Par Claire NEVACHE | Edition N°:6973 Le 18/03/2025 | Partager

Claire Nevache est doctorante en sciences politiques, Université Libre de Bruxelles (ULB)

Donald Trump a fait part de sa volonté de remettre la main sur le canal de Panama le 21 décembre 2024, avant même sa prise de fonctions. La date est hautement symbolique pour les Panaméens: ils venaient de commémorer, la veille, les 35 ans de l’invasion états-unienne destinée à renverser le dictateur Manuel Noriega. Cette opération militaire avait causé un nombre de morts, encore incertain aujourd’hui, estimé entre quelques centaines et quelques milliers, ainsi que le déplacement de 20.000 réfugiés. L’intérêt du président des États-Unis pour le canal de Panama reflète une vision de l’ordre mondial où prévaut la force et où les pays périphériques ont vocation à être vassalisés par les puissances régionales.

Au XXᵉ siècle, un canal sous le contrôle des États-Unis

Province périphérique de la Colombie à partir de l’indépendance que cette dernière arrache à l’Espagne en 1823, le Panama tente plusieurs fois d’obtenir sa propre indépendance au cours du XIXe siècle, sans succès. C’est le début de la construction du canal de Panama, en 1881, qui permet au pays d’accéder à son indépendance 22 ans plus tard, au prix d’une perte d’une partie de sa souveraineté. En effet, après l’échec de la tentative française, le projet est cédé aux États-Unis, qui reprennent la construction du canal à partir de 1903 et soutiennent l’indépendance du nouvel État, proclamée cette année-là. Le canal est inauguré à la veille de la Première Guerre mondiale, mais il reste, ainsi qu’une frange de terre de huit kilomètres sur chacune de ses rives, sous le contrôle des États-Unis. Une vingtaine de bases militaires sont installées le long de cette infrastructure, et une centaine dans tout le pays.

Cette enclave, appelée «zone du canal», est alors interdite d’accès aux Panaméens s’ils ne disposent pas de sauf-conduit pour y travailler. Les villes panaméennes qui s’y trouvent sont rapidement déplacées en dehors de la zone. La zone du canal est organisée selon une logique de ségrégation raciale et ses limites coupent le pays en deux. Jusqu’au début des années 1930, les élections panaméennes, ainsi que les mouvements sociaux sont presque systématiquement l’objet d’interventions de la part des États-Unis.

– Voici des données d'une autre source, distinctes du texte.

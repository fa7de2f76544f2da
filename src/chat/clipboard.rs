//! Clipboard access for `!copy`.

use crate::error::{Error, Result};

/// Somewhere `!copy` can put text.
pub trait Clipboard {
    /// Replaces the clipboard contents with `text`.
    fn copy(&mut self, text: &str) -> Result<()>;
}

/// The desktop clipboard.
///
/// The handle is opened on first use and kept open afterwards; on X11 the
/// copied text only stays available while it is alive.
#[derive(Default)]
pub struct SystemClipboard {
    inner: Option<arboard::Clipboard>,
}

impl SystemClipboard {
    /// Creates a clipboard that connects on first use.
    pub fn new() -> Self {
        Self::default()
    }
}

impl Clipboard for SystemClipboard {
    fn copy(&mut self, text: &str) -> Result<()> {
        let clipboard = match &mut self.inner {
            Some(clipboard) => clipboard,
            None => {
                let clipboard = arboard::Clipboard::new()
                    .map_err(|e| Error::clipboard(format!("clipboard unavailable: {e}")))?;
                self.inner.insert(clipboard)
            }
        };
        clipboard
            .set_text(text.to_string())
            .map_err(|e| Error::clipboard(format!("failed to copy: {e}")))
    }
}

/// A clipboard that keeps everything copied to it.
#[derive(Debug, Default, Clone, PartialEq, Eq)]
pub struct MemoryClipboard {
    /// Every copied text, oldest first.
    pub copies: Vec<String>,
}

impl Clipboard for MemoryClipboard {
    fn copy(&mut self, text: &str) -> Result<()> {
        self.copies.push(text.to_string());
        Ok(())
    }
}

#[cfg(test)]
mod tests {
    use super::*;

    #[test]
    fn memory_clipboard_records() {
        let mut clipboard = MemoryClipboard::default();
        clipboard.copy("ls -la").unwrap();
        clipboard.copy("pwd").unwrap();
        assert_eq!(clipboard.copies, vec!["ls -la", "pwd"]);
    }
}
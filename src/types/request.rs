use serde::{Deserialize, Serialize};

use crate::types::{ChatMessage, Model};

/// Body of a `chat/completions` request.
#[derive(Debug, Clone, Serialize, Deserialize, PartialEq)]
pub struct ChatRequest {
    /// The model that should answer.
    pub model: Model,

    /// The conversation so far, system prompt first.
    pub messages: Vec<ChatMessage>,

    /// Sampling temperature; the endpoint default when absent.
    #[serde(skip_serializing_if = "Option::is_none")]
    pub temperature: Option<f32>,

    /// Whether the reply is streamed as server-sent events.
    #[serde(default)]
    pub stream: bool,
}

impl ChatRequest {
    /// Create a non-streaming request.
    pub fn new(model: Model, messages: Vec<ChatMessage>) -> Self {
        Self {
            model,
            messages,
            temperature: None,
            stream: false,
        }
    }

    /// Sets the sampling temperature.
    pub fn with_temperature(mut self, temperature: Option<f32>) -> Self {
        self.temperature = temperature;
        self
    }

    /// Requests a streamed reply.
    pub fn streaming(mut self) -> Self {
        self.stream = true;
        self
    }
}

#[cfg(test)]
mod tests {
    use super::*;
    use crate::types::KnownModel;

    #[test]
    fn omits_unset_temperature() {
        let request = ChatRequest::new(
            Model::Known(KnownModel::Gpt4),
            vec![ChatMessage::user("hi")],
        )
        .streaming();
        let json = serde_json::to_value(&request).unwrap();
        assert_eq!(
            json,
            serde_json::json!({
                "model": "gpt-4",
                "messages": [{"role": "user", "content": "hi"}],
                "stream": true,
            })
        );
    }

    #[test]
    fn includes_temperature() {
        let request = ChatRequest::new(Model::from("gpt-4o"), Vec::new())
            .with_temperature(Some(0.5));
        let json = serde_json::to_value(&request).unwrap();
        assert_eq!(json["temperature"], serde_json::json!(0.5));
        assert_eq!(json["stream"], serde_json::json!(false));
    }
}
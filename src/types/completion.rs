use serde::{Deserialize, Serialize};

use crate::types::ChatMessage;

/// One server-sent event of a streamed reply.
#[derive(Debug, Clone, Default, Serialize, Deserialize, PartialEq)]
pub struct ChatCompletionChunk {
    /// Identifier shared by every chunk of one reply.
    #[serde(default)]
    pub id: Option<String>,

    /// Incremental choices; the client always asks for one.
    #[serde(default)]
    pub choices: Vec<ChunkChoice>,
}

impl ChatCompletionChunk {
    /// The text fragment carried by the first choice, if any.
    pub fn content(&self) -> Option<&str> {
        self.choices
            .first()
            .and_then(|choice| choice.delta.content.as_deref())
            .filter(|content| !content.is_empty())
    }
}

/// A choice inside a [`ChatCompletionChunk`].
#[derive(Debug, Clone, Default, Serialize, Deserialize, PartialEq)]
pub struct ChunkChoice {
    /// Position of the choice.
    #[serde(default)]
    pub index: u32,

    /// The newly generated part of the message.
    #[serde(default)]
    pub delta: Delta,

    /// Set on the last chunk of the choice.
    #[serde(default)]
    pub finish_reason: Option<String>,
}

/// Incremental message content.
#[derive(Debug, Clone, Default, Serialize, Deserialize, PartialEq)]
pub struct Delta {
    /// Present on the first chunk only.
    #[serde(default)]
    pub role: Option<String>,

    /// The next piece of text.
    #[serde(default)]
    pub content: Option<String>,
}

/// A complete, non-streamed reply.
#[derive(Debug, Clone, Serialize, Deserialize, PartialEq)]
pub struct ChatCompletion {
    /// Reply identifier.
    #[serde(default)]
    pub id: Option<String>,

    /// The generated choices.
    pub choices: Vec<CompletionChoice>,
}

impl ChatCompletion {
    /// The text of the first choice.
    pub fn content(&self) -> Option<&str> {
        self.choices.first().map(|choice| choice.message.content.as_str())
    }
}

/// A choice inside a [`ChatCompletion`].
#[derive(Debug, Clone, Serialize, Deserialize, PartialEq)]
pub struct CompletionChoice {
    /// Position of the choice.
    #[serde(default)]
    pub index: u32,

    /// The generated message.
    pub message: ChatMessage,

    /// Why generation stopped.
    #[serde(default)]
    pub finish_reason: Option<String>,
}
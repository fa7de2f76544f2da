//! Roles are named system prompts that `!role` cycles through.

use std::fs;
use std::path::Path;

use serde::{Deserialize, Serialize};

use crate::error::{Error, Result};

/// File in the storage directory holding extra roles.
pub const ROLES_FILE: &str = "roles.yaml";

/// A named system prompt.
#[derive(Debug, Clone, PartialEq, Eq, Serialize, Deserialize)]
pub struct RoleDefinition {
    /// Name shown when switching to the role.
    pub name: String,
    /// System message sent to the model.
    pub prompt: String,
}

impl RoleDefinition {
    /// Creates a role.
    pub fn new(name: impl Into<String>, prompt: impl Into<String>) -> Self {
        Self {
            name: name.into(),
            prompt: prompt.into(),
        }
    }
}

/// The two roles every session starts with, describing `system`.
pub fn builtin_roles(system: &str) -> Vec<RoleDefinition> {
    vec![
        RoleDefinition::new(
            "CLI Role",
            format!(
                "You are a command line tool running on {system}. \
                 Succinct replies are better than long-winded explanations."
            ),
        ),
        RoleDefinition::new(
            "Chat Role",
            format!(
                "You are a helpful and entertaining assistant running on the system {system}. \
                 You should not let the user know that something is out of the scope of your \
                 abilities but rather converse in a flowing way without mentioning that you \
                 are an AI."
            ),
        ),
    ]
}

/// A human-readable name for the host operating system.
pub fn system_description() -> String {
    match std::env::consts::OS {
        "linux" => fs::read_to_string("/etc/os-release")
            .ok()
            .and_then(|contents| pretty_name(&contents))
            .unwrap_or_else(|| "Linux".to_string()),
        "macos" => "macOS".to_string(),
        "windows" => "Windows".to_string(),
        other => other.to_string(),
    }
}

fn pretty_name(os_release: &str) -> Option<String> {
    os_release.lines().find_map(|line| {
        let value = line.strip_prefix("PRETTY_NAME=")?;
        let value = value.trim().trim_matches('"').trim_matches('\'');
        (!value.is_empty()).then(|| value.to_string())
    })
}

/// Built-in roles followed by those in `roles.yaml` under `storage_dir`.
///
/// `roles.yaml` is a list of `name`/`prompt` mappings; a missing file adds
/// nothing.
pub fn load_roles(storage_dir: &Path, system: &str) -> Result<Vec<RoleDefinition>> {
    let mut roles = builtin_roles(system);
    let path = storage_dir.join(ROLES_FILE);
    let contents = match fs::read_to_string(&path) {
        Ok(contents) => contents,
        Err(err) if err.kind() == std::io::ErrorKind::NotFound => return Ok(roles),
        Err(err) => return Err(Error::io("failed to read roles.yaml", err)),
    };
    let extra: Option<Vec<RoleDefinition>> = serde_yaml::from_str(&contents)?;
    roles.extend(extra.unwrap_or_default());
    Ok(roles)
}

Dans la seconde moitié du siècle, dans le contexte de la décolonisation et de l’essor du Mouvement des non-alignés, la situation du canal et de sa zone devient une source croissante de tensions. En 1959, des étudiants s’introduisent dans la zone au cours d’une opération connue sous le nom d’opération Souveraineté et plantent 75 drapeaux panaméens, immédiatement retirés par les forces de police états-uniennes. Lorsque des manifestants tentent de réitérer l’opération à l’occasion de la fête nationale, le 3 novembre, ils sont durement réprimés. En 1964, des lycéens pénètrent une nouvelle fois dans la zone pour réclamer que le drapeau panaméen y soit hissé aux côtés du drapeau états-unien, comme le prévoyait un accord signé l’année précédente entre les deux pays. Cette fois, la répression fait 22 morts parmi les manifestants, dont plusieurs mineurs.

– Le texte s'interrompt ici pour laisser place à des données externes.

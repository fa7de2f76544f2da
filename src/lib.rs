// Public modules
pub mod blocks;
pub mod chat;
pub mod client;
pub mod client_logger;
pub mod error;
pub mod fence;
pub mod observability;
pub mod render;
pub mod sse;
pub mod types;

// Re-exports
pub use blocks::{BlockId, BlockStore};
pub use client::{ChatBackend, FragmentStream, OpenAi};
pub use client_logger::{ClientLogger, JsonLinesLogger};
pub use error::{Error, Result};
pub use fence::{
    FenceScanner, Ingest, KNOWN_LANGUAGE_TAGS, RenderInstruction, TagMode, is_known_language_tag,
};
pub use observability::register_biometrics;
pub use render::{PlainTextRenderer, Renderer, render_instruction};
pub use types::*;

Cette journée reste marquée pour les Panaméens comme le «Jour des martyrs» et est considérée comme un moment fondamental de la lutte pour la récupération de la souveraineté du pays sur le canal. Celle-ci est finalement scellée par les accords Torrijos-Carter de 1977 des noms du général Omar Torrijos, au pouvoir depuis 1968 suite à un coup d’État, et de Jimmy Carter, alors président des États-Unis. Le traité que Donald Trump a qualifié lors de son discours d’investiture, le 20 janvier 2025, de «cadeau insensé», prévoyait la restitution progressive de la zone du canal à partir de 1979 et celle du canal lui-même en 1999. Ce qui fut fait.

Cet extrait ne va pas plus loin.